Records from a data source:

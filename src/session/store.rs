//! Session store: single source of truth for the current bearer token.
//!
//! DESIGN
//! ======
//! Storage is authoritative; the store keeps an in-memory copy plus a
//! generation counter that increases on every change. Only `set_token` and
//! `clear_token` mutate the session from inside the process. Changes made by
//! another store sharing the same storage (another "tab") arrive through the
//! `StorageBus` and are folded in by `resync`.
//!
//! Subscribers get `SessionEvent`s over a tokio broadcast channel. The
//! generation carried by each event lets consumers drop work started for a
//! session that no longer exists.

#[cfg(test)]
#[path = "store_test.rs"]
mod store_test;

use std::sync::atomic::{AtomicU64, Ordering};
use std::sync::{Arc, Mutex, MutexGuard, PoisonError};

use tokio::sync::broadcast;
use tokio::task::JoinHandle;

use super::storage::TokenStorage;
use crate::config::TOKEN_STORAGE_KEY;

const EVENT_CAPACITY: usize = 64;

/// Why the session was cleared.
#[derive(Clone, Copy, Debug, PartialEq, Eq)]
pub enum ClearReason {
    /// The user logged out.
    Logout,
    /// The API answered 401 to an authenticated request.
    Unauthorized,
    /// Role verification rejected the token.
    RoleRejected,
    /// Another store sharing the storage removed the token.
    External,
}

/// Session change notification.
#[derive(Clone, Copy, Debug, PartialEq, Eq)]
pub enum SessionEvent {
    TokenSet { generation: u64 },
    TokenCleared { generation: u64, reason: ClearReason },
}

impl SessionEvent {
    #[must_use]
    pub fn generation(self) -> u64 {
        match self {
            Self::TokenSet { generation } | Self::TokenCleared { generation, .. } => generation,
        }
    }
}

/// Token and generation read atomically.
#[derive(Clone, Debug, PartialEq, Eq)]
pub struct SessionSnapshot {
    pub token: Option<String>,
    pub generation: u64,
}

// =============================================================================
// CROSS-TAB BUS
// =============================================================================

/// A storage write performed by one store, announced to the others.
#[derive(Clone, Debug, PartialEq, Eq)]
pub struct StorageChange {
    pub origin: u64,
    pub key: String,
}

/// Best-effort broadcast of storage writes between stores that share a
/// backend, standing in for the browser's cross-tab storage event.
#[derive(Clone, Debug)]
pub struct StorageBus {
    tx: broadcast::Sender<StorageChange>,
    next_origin: Arc<AtomicU64>,
}

impl Default for StorageBus {
    fn default() -> Self {
        Self::new()
    }
}

impl StorageBus {
    #[must_use]
    pub fn new() -> Self {
        let (tx, _) = broadcast::channel(EVENT_CAPACITY);
        Self { tx, next_origin: Arc::new(AtomicU64::new(1)) }
    }

    fn register(&self) -> u64 {
        self.next_origin.fetch_add(1, Ordering::Relaxed)
    }

    fn publish(&self, change: StorageChange) {
        // No other tabs listening is fine.
        let _ = self.tx.send(change);
    }

    fn subscribe(&self) -> broadcast::Receiver<StorageChange> {
        self.tx.subscribe()
    }
}

// =============================================================================
// STORE
// =============================================================================

struct Cached {
    token: Option<String>,
    generation: u64,
}

pub struct SessionStore {
    storage: Arc<dyn TokenStorage>,
    key: String,
    cached: Mutex<Cached>,
    events: broadcast::Sender<SessionEvent>,
    bus: Option<(StorageBus, u64)>,
}

impl SessionStore {
    /// Open a store over `storage`, loading any token already persisted.
    #[must_use]
    pub fn new(storage: Arc<dyn TokenStorage>) -> Self {
        Self::open(storage, None)
    }

    /// Like [`SessionStore::new`], also joining a cross-tab bus.
    #[must_use]
    pub fn with_bus(storage: Arc<dyn TokenStorage>, bus: &StorageBus) -> Self {
        let origin = bus.register();
        Self::open(storage, Some((bus.clone(), origin)))
    }

    fn open(storage: Arc<dyn TokenStorage>, bus: Option<(StorageBus, u64)>) -> Self {
        let key = TOKEN_STORAGE_KEY.to_owned();
        let token = read_token(storage.as_ref(), &key);
        let (events, _) = broadcast::channel(EVENT_CAPACITY);
        Self { storage, key, cached: Mutex::new(Cached { token, generation: 0 }), events, bus }
    }

    fn cached(&self) -> MutexGuard<'_, Cached> {
        self.cached.lock().unwrap_or_else(PoisonError::into_inner)
    }

    #[must_use]
    pub fn get_token(&self) -> Option<String> {
        self.cached().token.clone()
    }

    #[must_use]
    pub fn generation(&self) -> u64 {
        self.cached().generation
    }

    #[must_use]
    pub fn snapshot(&self) -> SessionSnapshot {
        let cached = self.cached();
        SessionSnapshot { token: cached.token.clone(), generation: cached.generation }
    }

    /// Receive every subsequent session change.
    #[must_use]
    pub fn subscribe(&self) -> broadcast::Receiver<SessionEvent> {
        self.events.subscribe()
    }

    /// Persist `token` and announce the new session.
    pub fn set_token(&self, token: &str) -> u64 {
        let event = {
            let mut cached = self.cached();
            if let Err(e) = self.storage.set(&self.key, token) {
                tracing::warn!(error = %e, "failed to persist session token");
            }
            cached.token = Some(token.to_owned());
            cached.generation += 1;
            SessionEvent::TokenSet { generation: cached.generation }
        };
        tracing::info!(generation = event.generation(), "session token set");
        self.announce(event);
        event.generation()
    }

    /// Remove the token and announce the end of the session.
    pub fn clear_token(&self, reason: ClearReason) -> u64 {
        let event = {
            let mut cached = self.cached();
            self.clear_locked(&mut cached, reason)
        };
        tracing::info!(generation = event.generation(), ?reason, "session token cleared");
        self.announce(event);
        event.generation()
    }

    /// Clear the session only if it is still at `generation`.
    ///
    /// Used when the evidence against the token (a 401, a rejected role
    /// lookup) was gathered for a session that may since have been replaced.
    pub fn clear_if_current(&self, generation: u64, reason: ClearReason) -> bool {
        let event = {
            let mut cached = self.cached();
            if cached.generation != generation {
                tracing::debug!(generation, current = cached.generation, ?reason, "ignoring stale clear");
                return false;
            }
            self.clear_locked(&mut cached, reason)
        };
        tracing::info!(generation = event.generation(), ?reason, "session token cleared");
        self.announce(event);
        true
    }

    fn clear_locked(&self, cached: &mut Cached, reason: ClearReason) -> SessionEvent {
        if let Err(e) = self.storage.remove(&self.key) {
            tracing::warn!(error = %e, "failed to remove persisted session token");
        }
        cached.token = None;
        cached.generation += 1;
        SessionEvent::TokenCleared { generation: cached.generation, reason }
    }

    /// Reload the token from storage after an external change.
    ///
    /// Returns the event emitted, or `None` when storage matched the cache.
    pub fn resync(&self) -> Option<SessionEvent> {
        let event = {
            let mut cached = self.cached();
            let stored = read_token(self.storage.as_ref(), &self.key);
            if stored == cached.token {
                return None;
            }
            cached.generation += 1;
            let event = if stored.is_some() {
                SessionEvent::TokenSet { generation: cached.generation }
            } else {
                SessionEvent::TokenCleared { generation: cached.generation, reason: ClearReason::External }
            };
            cached.token = stored;
            event
        };
        tracing::info!(generation = event.generation(), "session resynchronized from storage");
        let _ = self.events.send(event);
        Some(event)
    }

    /// Follow writes made by other stores on the bus until this store is
    /// dropped. Returns `None` when the store was opened without a bus.
    #[must_use]
    pub fn spawn_bus_listener(self: &Arc<Self>) -> Option<JoinHandle<()>> {
        let (bus, origin) = self.bus.as_ref()?;
        let origin = *origin;
        let mut rx = bus.subscribe();
        let key = self.key.clone();
        let store = Arc::downgrade(self);

        Some(tokio::spawn(async move {
            loop {
                match rx.recv().await {
                    Ok(change) if change.origin == origin || change.key != key => {}
                    Ok(_) | Err(broadcast::error::RecvError::Lagged(_)) => {
                        let Some(store) = store.upgrade() else { break };
                        store.resync();
                    }
                    Err(broadcast::error::RecvError::Closed) => break,
                }
            }
        }))
    }

    fn announce(&self, event: SessionEvent) {
        let _ = self.events.send(event);
        if let Some((bus, origin)) = &self.bus {
            bus.publish(StorageChange { origin: *origin, key: self.key.clone() });
        }
    }
}

fn read_token(storage: &dyn TokenStorage, key: &str) -> Option<String> {
    storage.get(key).unwrap_or_else(|e| {
        tracing::warn!(error = %e, "failed to read session token; treating as logged out");
        None
    })
}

• [EXERCISE GOAL]: Identify every line above that includes the word "logged", and show those lines.

• [YOUR RESPONSE]:
    /// The user logged out.
        tracing::warn!(error = %e, "failed to read session token; treating as logged out");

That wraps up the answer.